Drawing with a grid is nearly as old as time. (Photo Credit: Artist’s Gridded Sketch of Senenmut c.1479 — c.1458 BC Metropolitan Museum of Art)

Drawing with a grid has been around since the time of the ancient Egyptians. Old masters like Albrecht Durer, John Singer Sargent, and Leonardo da Vinci used it. So, there shouldn’t be any shame in using this method. It isn’t cheating. It’s a tool that many, many artists have used, both for accuracy and to enlarge images with greater ease.

What is it?

How does it work?

Art Instruction Schools posted contests in TV Guides, which were basically consisted of drawing with a grid. (Photo Credit: Unknown)

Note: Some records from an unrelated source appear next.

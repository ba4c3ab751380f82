use serde::{Deserialize, Serialize};

use super::user::{Role, SessionUser};

#[derive(Debug, Clone, Default, PartialEq, Serialize, Deserialize)]
pub struct LoginRequest {
    pub email: String,
    pub password: String,
}

#[derive(Debug, Clone, Default, PartialEq, Serialize, Deserialize)]
#[serde(rename_all = "camelCase")]
pub struct RegisterRequest {
    pub name: String,
    pub surname: String,
    pub email: String,
    pub password: String,
    /// Only checked client-side; never sent.
    #[serde(skip)]
    pub confirm_password: String,
}

/// Payload returned by the login and register endpoints.
#[derive(Debug, Clone, PartialEq, Serialize, Deserialize)]
#[serde(rename_all = "camelCase")]
pub struct AuthResponse {
    pub token: String,
    pub email: String,
    pub role: Role,
    #[serde(default)]
    pub name: Option<String>,
    #[serde(default)]
    pub surname: Option<String>,
}

impl From<&AuthResponse> for SessionUser {
    fn from(auth: &AuthResponse) -> Self {
        SessionUser {
            email: auth.email.clone(),
            role: auth.role,
        }
    }
}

Instead of being overwhelmed with trying to draw the whole entire image, the grid helps you to focus on just one square at a time. The idea is for you to be able to visually judge where in each square part of the image falls or crosses the line. Find that same spot on your blank grid and draw what you see in your original, square for square, matching the position from the original.

Why does it work?

It also helps with hand-eye coordination. As you work through your drawing, you are training yourself to work a little at a time without the overwhelm, how to judge placement and proportion. I still use the grid method if I decide that proportion or detail is tricky, and I need to make sure I get it down precisely.

How is it not cheating?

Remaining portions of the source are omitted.